The course is a hands-on, research-level introduction to the areas of computer science that have a direct relevance to journalism, and the broader project of producing an informed and engaged public. We study two big ideas: the application of computation to produce journalism (such as data science for investigative reporting), and journalism about areas that involve computation (such as the analysis of credit scoring algorithms.)
Alon the way we will touch on many topics: information recommendation systems but also filter bubbles, principles of statistical analysis but also the human processes which generate data, network analysis and its role in investigative journalism, visualization techniques and the cognitive effects involved in viewing a visualization.
Assignments will require programming in Python, but the emphasis will be on clearly articulating the connection between the algorithmic and the editorial.
Research-level computer science material will be discussed in class, but the emphasis will be on understanding the capabilities and limitations of this technology. Students with a CS background will have opportunity for algorithmic exploration and innovation, however the primary goal of the course is thoughtful, application-oriented research and design.
Format of the class, grading and assignments.

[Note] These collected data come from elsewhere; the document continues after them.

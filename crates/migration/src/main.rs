use config::Config;
use sea_orm_migration::prelude::*;
use std::env;

/// Runs the sea-orm migration CLI against `DATABASE_URL`, falling back to
/// `database_url` from the server's `config.yaml`.
#[tokio::main]
async fn main() {
    if env::var("DATABASE_URL").is_err() {
        let settings = Config::builder()
            .add_source(config::File::with_name("config.yaml").required(false))
            .add_source(config::Environment::default().separator("__"))
            .build();
        match settings.and_then(|s| s.get_string("database_url")) {
            Ok(url) => env::set_var("DATABASE_URL", url),
            Err(e) => eprintln!("database_url not found in config.yaml: {e}"),
        }
    }
    cli::run_cli(migration::Migrator).await;
}
//! Registered scopes.

use sea_orm::entity::prelude::*;
use serde::{Deserialize, Serialize};

#[derive(Clone, Debug, PartialEq, DeriveEntityModel, Serialize, Deserialize)]
#[sea_orm(table_name = "scope")]
pub struct Model {
    #[sea_orm(primary_key, auto_increment = false)]
    pub name: String,
    pub description: String,
    pub status: String,
}

#[derive(Copy, Clone, Debug, EnumIter, DeriveRelation)]
pub enum Relation {}

impl ActiveModelBehavior for ActiveModel {}
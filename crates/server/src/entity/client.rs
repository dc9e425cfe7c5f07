//! Registered OAuth2 clients.

use sea_orm::entity::prelude::*;
use serde::{Deserialize, Serialize};
use time::OffsetDateTime;

#[derive(Clone, Debug, PartialEq, DeriveEntityModel, Serialize, Deserialize)]
#[sea_orm(table_name = "client")]
pub struct Model {
    #[sea_orm(primary_key, auto_increment = false)]
    pub id: String,
    /// Human-readable client name
    pub name: String,
    pub description: Option<String>,
    pub logo_url: Option<String>,
    /// Argon2id hash of the client secret
    #[serde(skip_serializing)]
    pub secret_hash: String,
    /// JSON array of allowed redirect URIs
    pub redirect_uris: String,
    /// Space-separated list of allowed scopes; empty allows every registered scope
    pub scopes: String,
    pub status: String,
    pub created_at: OffsetDateTime,
    pub updated_at: OffsetDateTime,
}

#[derive(Copy, Clone, Debug, EnumIter, DeriveRelation)]
pub enum Relation {}

impl ActiveModelBehavior for ActiveModel {}

impl Model {
    /// Parse redirect URIs from JSON string
    pub fn redirect_uris_list(&self) -> Vec<String> {
        serde_json::from_str(&self.redirect_uris).unwrap_or_default()
    }

    /// Parse scopes from space-separated string
    pub fn scopes_list(&self) -> Vec<String> {
        self.scopes.split_whitespace().map(String::from).collect()
    }

    /// Exact match against the registered redirect URIs
    pub fn is_redirect_uri_allowed(&self, uri: &str) -> bool {
        self.redirect_uris_list()
            .iter()
            .any(|allowed| allowed == uri)
    }

    pub fn is_scope_allowed(&self, scope: &str) -> bool {
        let allowed = self.scopes_list();
        allowed.is_empty() || allowed.iter().any(|s| s == scope)
    }

    pub fn is_active(&self) -> bool {
        self.status == super::user::STATUS_ACTIVE
    }
}
//! OTP login, signup and password reset.

mod common;

use axum::http::StatusCode;
use common::*;
use sea_orm::EntityTrait;
use serde_json::{Value, json};
use sso_server::entity::user;
use sso_server::error::SsoError;
use sso_server::oauth2::otp::OtpPurpose;
use sso_server::oauth2::verify_password;

const NEW_PHONE: &str = "0922334455";

async fn password_hash(app: &TestApp) -> String {
    user::Entity::find_by_id(USER_ID)
        .one(app.db.as_ref())
        .await
        .unwrap()
        .unwrap()
        .password_hash
        .unwrap()
}

#[tokio::test]
async fn signup_with_a_verified_phone() {
    let app = TestApp::new().await;
    let response = app
        .server
        .get("/otp")
        .add_query_param("phone", NEW_PHONE)
        .add_query_param("purpose", "signup")
        .await;
    assert_eq!(response.status_code(), StatusCode::OK);
    let code = app.sms.last_code(NEW_PHONE).expect("otp sent");
    assert_eq!(code.len(), 6);
    assert!(code.chars().all(|c| c.is_ascii_digit()));

    let response = app
        .server
        .post("/signup")
        .json(&json!({
            "first_name": "Sara",
            "last_name": "Tesfaye",
            "phone": NEW_PHONE,
            "otp": code,
            "password": "Secret123"
        }))
        .await;
    assert_eq!(response.status_code(), StatusCode::OK);
    let body: Value = response.json();
    assert!(body["access_token"].as_str().is_some());

    // The code is gone after a successful signup.
    let again = app
        .server
        .post("/signup")
        .json(&json!({
            "first_name": "Sara",
            "last_name": "Tesfaye",
            "phone": NEW_PHONE,
            "otp": code
        }))
        .await;
    assert_eq!(again.status_code(), StatusCode::BAD_REQUEST);
}

#[tokio::test]
async fn signup_otp_for_registered_phone_is_refused() {
    let app = TestApp::new().await;
    let result = app
        .state
        .otp
        .request_otp(USER_PHONE, OtpPurpose::Signup)
        .await;
    assert!(matches!(result, Err(SsoError::DataExists(_))));
    assert!(app.sms.messages().is_empty());
}

#[tokio::test]
async fn login_otp_for_unknown_phone_is_not_found() {
    let app = TestApp::new().await;
    let response = app
        .server
        .get("/otp")
        .add_query_param("phone", NEW_PHONE)
        .add_query_param("purpose", "login")
        .await;
    assert_eq!(response.status_code(), StatusCode::NOT_FOUND);
}

#[tokio::test]
async fn newer_otp_replaces_the_older_one() {
    let app = TestApp::new().await;
    let otp = &app.state.otp;
    otp.request_otp(USER_PHONE, OtpPurpose::Login).await.unwrap();
    let first = app.sms.last_code(USER_PHONE).unwrap();
    otp.request_otp(USER_PHONE, OtpPurpose::Login).await.unwrap();
    let second = app.sms.last_code(USER_PHONE).unwrap();

    if first != second {
        assert!(otp.verify_otp(USER_PHONE, &first).await.is_err());
    }
    assert!(otp.verify_otp(USER_PHONE, &second).await.is_ok());
    // Consumed on success.
    assert!(otp.verify_otp(USER_PHONE, &second).await.is_err());
}

#[tokio::test]
async fn login_with_otp() {
    let app = TestApp::new().await;
    app.state
        .otp
        .request_otp(USER_PHONE, OtpPurpose::Login)
        .await
        .unwrap();
    let code = app.sms.last_code(USER_PHONE).unwrap();

    let response = app
        .server
        .post("/login")
        .json(&json!({ "phone": USER_PHONE, "otp": code }))
        .await;
    assert_eq!(response.status_code(), StatusCode::OK);
}

#[tokio::test]
async fn login_with_password_by_phone_or_email() {
    let app = TestApp::new().await;
    for credentials in [
        json!({ "phone": USER_PHONE, "password": USER_PASSWORD }),
        json!({ "email": USER_EMAIL, "password": USER_PASSWORD }),
    ] {
        let response = app.server.post("/login").json(&credentials).await;
        assert_eq!(response.status_code(), StatusCode::OK);
    }

    let wrong = app
        .server
        .post("/login")
        .json(&json!({ "phone": USER_PHONE, "password": "nope12345" }))
        .await;
    assert_eq!(wrong.status_code(), StatusCode::UNAUTHORIZED);
}

#[tokio::test]
async fn password_reset_with_code() {
    let app = TestApp::new().await;
    let response = app
        .server
        .get("/resetCode")
        .add_query_param("email", USER_EMAIL)
        .await;
    assert_eq!(response.status_code(), StatusCode::OK);
    let code = app.sms.last_code(USER_PHONE).expect("reset code sent");

    let response = app
        .server
        .post("/resetPassword")
        .json(&json!({ "email": USER_EMAIL, "code": code, "password": "NewPass1" }))
        .await;
    assert_eq!(response.status_code(), StatusCode::OK);
    assert!(verify_password("NewPass1", &password_hash(&app).await));

    // Single use.
    let replay = app
        .server
        .post("/resetPassword")
        .json(&json!({ "email": USER_EMAIL, "code": code, "password": "Other123" }))
        .await;
    assert_eq!(replay.status_code(), StatusCode::BAD_REQUEST);
}

#[tokio::test]
async fn pending_reset_code_is_resent_not_replaced() {
    let app = TestApp::new().await;
    let otp = &app.state.otp;
    otp.request_reset_code(USER_EMAIL).await.unwrap();
    otp.request_reset_code(USER_EMAIL).await.unwrap();

    let messages = app.sms.messages();
    assert_eq!(messages.len(), 2);
    assert_eq!(messages[0].1, messages[1].1);
}

#[tokio::test]
async fn wrong_reset_code_leaves_password_unchanged() {
    let app = TestApp::new().await;
    let before = password_hash(&app).await;
    app.state.otp.request_reset_code(USER_EMAIL).await.unwrap();
    let code = app.sms.last_code(USER_PHONE).unwrap();
    let wrong = if code == "482913" { "482914" } else { "482913" };

    let response = app
        .server
        .post("/resetPassword")
        .json(&json!({ "email": USER_EMAIL, "code": wrong, "password": "NewPass1" }))
        .await;
    assert_eq!(response.status_code(), StatusCode::BAD_REQUEST);
    let body: Value = response.json();
    assert_eq!(body["field_error"][0]["name"], "code");
    assert_eq!(password_hash(&app).await, before);
    assert!(verify_password(USER_PASSWORD, &before));
}

#[tokio::test]
async fn weak_password_is_rejected_before_the_code_is_spent() {
    let app = TestApp::new().await;
    app.state.otp.request_reset_code(USER_EMAIL).await.unwrap();
    let code = app.sms.last_code(USER_PHONE).unwrap();

    let weak = app
        .state
        .otp
        .reset_password(USER_EMAIL, &code, "short")
        .await;
    assert!(matches!(weak, Err(SsoError::InvalidUserInput { .. })));
    assert!(
        app.state
            .otp
            .reset_password(USER_EMAIL, &code, "NewPass1")
            .await
            .is_ok()
    );
}

#[tokio::test]
async fn reset_for_unknown_email_sends_nothing() {
    let app = TestApp::new().await;
    let response = app
        .server
        .get("/resetCode")
        .add_query_param("email", "nobody@example.com")
        .await;
    assert_eq!(response.status_code(), StatusCode::OK);
    assert!(app.sms.messages().is_empty());
}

This is a fourteen week, six point course for CS & journalism dual degree students. (It is a three point course for cross-listed students, who also do not have to complete the final project.) The class is conducted in a seminar format. Assigned readings and computational techniques will form the basis of class discussion. The course will be graded as follows:
- Assignments: 40%. There will be five homework assignments.
- Final project 40%: Dual students will be complete a medium-ish final project (others will have this 40% from assignments)
- Class participation: 20%
Assignments will involve experimentation with fundamental computational techniques. Some assignments will require intermediate level coding in Python, but the emphasis will be on thoughtful and critical analysis. As this is a journalism course, you will be expected to write clearly. The final project can be either a piece of software (especially a plugin or extension to an existing tool), a data-driven story, or a research paper on a relevant technique.
Dual degree students will also have a final project. This will be either a research paper, a computationally-driven story, or a software project. The class is conducted on pass/fail basis for journalism students, in line with the journalism school’s grading system. Students from other departments will receive a letter grade.
Week 1: Introduction and Clustering – 9/8
First we ask: where do computer science and journalism intersect? CS techniques can help journalism in two main ways: using computation to do journalism, and doing journalism about computation. We’ll spend most of our time on the former: data-driven reporting, story presentation, information filtering, and effect tracking. Then we jump right into clustering and the document vector space model, which we’ll need to study filtering.
- Computational Journalism, Cohen, Turner, Hamilton
- TF-IDF is about what matters, Aaron Schumacher
- Introduction to Information Retrieval Chapter 6, Scoring, Term Weighting, and The Vector Space Model, Manning, Raghavan, and Schütze.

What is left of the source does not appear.